В работе показано, что под влиянием хронического стресса нарушаются морфо-функциональные свойства пародонта. Установлено, что моделирование 12-дневного стресса ограничения подвижности приводит к визуальным и выявленным при микроскопии изменениям всех тканей пародонта: расширению сосудов, гиперемии и отеку слизистой, изменению толщины и дистрофии разных слоев эпителия, моно- и полинуклеарной инфильтрация различных тканей пародонта и истончению костных трабекул.

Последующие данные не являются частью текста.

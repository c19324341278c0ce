//! Event log handlers.
//!
//! Provides:
//! - `GET /api/events` — paginated event retrieval with filtering
//! - `GET /events/stream` — SSE real-time stream of events

use crate::AppState;
use axum::{
    extract::{Extension, Query},
    http::StatusCode,
    response::{
        sse::{Event, KeepAlive},
        IntoResponse, Response, Sse,
    },
    Json,
};
use callpilot_observe::{query_events, CallEvent, EventDomain, EventFilter};
use futures_util::Stream;
use serde::{Deserialize, Serialize};
use std::{convert::Infallible, sync::Arc};
use tokio_stream::wrappers::BroadcastStream;
use tokio_stream::StreamExt;

/// Query parameters for `GET /api/events`.
#[derive(Debug, Deserialize)]
pub struct EventsQuery {
    /// Filter by event domain (e.g., `CALL`, `DIALOGUE`).
    pub domain: Option<String>,
    /// Filter by event type (e.g., `AGENT_LOGGED_IN`).
    pub event_type: Option<String>,
    /// Filter by entity ID (bot ID, agent login, session key, channel).
    pub entity_id: Option<String>,
    /// Return events that occurred at or after this ISO 8601 timestamp.
    pub since: Option<String>,
    /// Maximum number of events to return (default: 100, max: 1000).
    pub limit: Option<i64>,
}

/// Response wrapper for paginated event retrieval.
#[derive(Debug, Serialize)]
pub struct EventsResponse {
    /// The matching events in chronological order.
    pub events: Vec<CallEvent>,
    /// The number of events returned.
    pub count: usize,
}

/// Handler for `GET /api/events`.
pub async fn get_events_handler(
    Extension(state): Extension<Arc<AppState>>,
    Query(params): Query<EventsQuery>,
) -> Result<Json<EventsResponse>, Response> {
    let domain = match &params.domain {
        Some(d) => {
            let parsed: EventDomain = d.parse().map_err(|_| {
                (
                    StatusCode::BAD_REQUEST,
                    Json(serde_json::json!({
                        "error": format!(
                            "invalid domain: {d}. Expected one of: BOT, AGENT, CALL, TRANSFER, DIALOGUE"
                        )
                    })),
                )
                    .into_response()
            })?;
            Some(parsed)
        }
        None => None,
    };

    let limit = params.limit.unwrap_or(100).clamp(1, 1000);

    let filter = EventFilter {
        domain,
        event_type: params.event_type,
        entity_id: params.entity_id,
        since: params.since,
        limit: Some(limit),
    };

    let events = tokio::task::spawn_blocking({
        let pool = state.pool.clone();
        move || {
            let conn = pool.get().map_err(|e| e.to_string())?;
            query_events(&conn, &filter).map_err(|e| e.to_string())
        }
    })
    .await
    .map_err(|e| {
        (
            StatusCode::INTERNAL_SERVER_ERROR,
            Json(serde_json::json!({ "error": format!("task join error: {e}") })),
        )
            .into_response()
    })?
    .map_err(|e| {
        (
            StatusCode::INTERNAL_SERVER_ERROR,
            Json(serde_json::json!({ "error": e })),
        )
            .into_response()
    })?;

    let count = events.len();
    Ok(Json(EventsResponse { events, count }))
}

/// Query parameters for `GET /events/stream`.
#[derive(Debug, Deserialize)]
pub struct StreamQuery {
    /// Filter by event domain.
    pub domain: Option<String>,
}

/// Handler for `GET /events/stream`.
///
/// Streams events in real time via SSE, optionally filtered by domain.
pub async fn get_event_stream_handler(
    Extension(state): Extension<Arc<AppState>>,
    Query(params): Query<StreamQuery>,
) -> Sse<impl Stream<Item = Result<Event, Infallible>>> {
    let domain_filter: Option<EventDomain> = params.domain.as_deref().and_then(|d| d.parse().ok());

    let rx = state.observe_tx.subscribe();
    let stream = BroadcastStream::new(rx);

    let mapped_stream = stream.filter_map(move |result| match result {
        Ok(event) => {
            if let Some(filter_domain) = domain_filter {
                if event.domain != filter_domain.as_str() {
                    return None;
                }
            }

            match serde_json::to_string(&event) {
                Ok(data) => Some(Ok(Event::default().data(data))),
                Err(e) => {
                    tracing::error!("failed to serialize event: {}", e);
                    None
                }
            }
        }
        Err(_lagged) => None,
    });

    Sse::new(mapped_stream).keep_alive(KeepAlive::default())
}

Моделирование хронического стресса ограничения подвижности у стресс неустойчивых крыс приводило к снижению компонентов СТМ в ткани десны: коллагена и ГАГ. Ранее показано, что повышение подвижности зубов приводит к снижению концентрации ГАГ в пародонте [196]. То есть хронический стресс нарушает опорную функцию пародонта. Авторы связывают такие изменения с нарушениями микроциркуляции и гипоксией. Показано значительное изменение прооксидантно-антиоксидантного баланса под влиянием стресса. При этом у стресс-устойчивых крыс наблюдалась только активация ПОЛ. Под влиянием шестичасового иммобилизационного стресса у стресс-устойчивых животных наблюдаются минимальные изменения морфо-функциональных свойств пародонта и незначительная активация ПОЛ, что сопровождается накоплением в слизистой пародонта только промежуточных продуктов – АГП. Это указывает на высокий уровень адаптационных возможностей пародонта у животных этой типологической группы.

У стресс-неустойчивых крыс изменения, развивающиеся в пародонте при остром иммобилизационном стрессе, более выражены. Эти данные указывают на низкие адаптивные возможности пародонта стресс-неустойчивых животных по сравнению со стресс-устойчивыми.

Можно констатировать, что выраженность активации ПОЛ при остром или хроническом стрессе в ткани печени выше, чем в пародонте. По нашему мнению, это объясняется особенностями строения этих тканей. Печень – паренхиматозный орган с обильным кровоснабжением. Расстройства кровотока, возникающая вследствие этого гипоксия стимулируют свободнорадикальное окисление и образование активных форм кислорода. Развивается типичный оксидативный стресс, который приводит к повреждению фосфолипидов клеточных мембран, нарушению активности мембрано-связанных ферментов и запускает ПОЛ [17, 31, 131]. В пародонте количество рыхлых тканей минимально (отдельные слои слизистой), кровоток существенно ниже. Поэтому его расстройство при стрессе не вызывает выраженной гипоксии и активации свободнорадикального окисления. Учитывая тот факт, что ткани, составляющие пародонт, имеют выраженные волокнистые структуры в своем составе, количество субстрата для усиления ПОЛ минимально. Т.е. устойчивость пародонта к свободнорадикальному окислению объясняется, по нашему мнению, как отсутствием условий для существенной активации образования активных форм кислорода, так и низким содержанием субстрата для ПОЛ. Поэтому активное включение ПОЛ в развитие изменений в пародонте, приводящее к срыву адаптационных механизмов возможно при длительном действии чрезвычайного раздражителя, что имеет место при хроническом стрессе.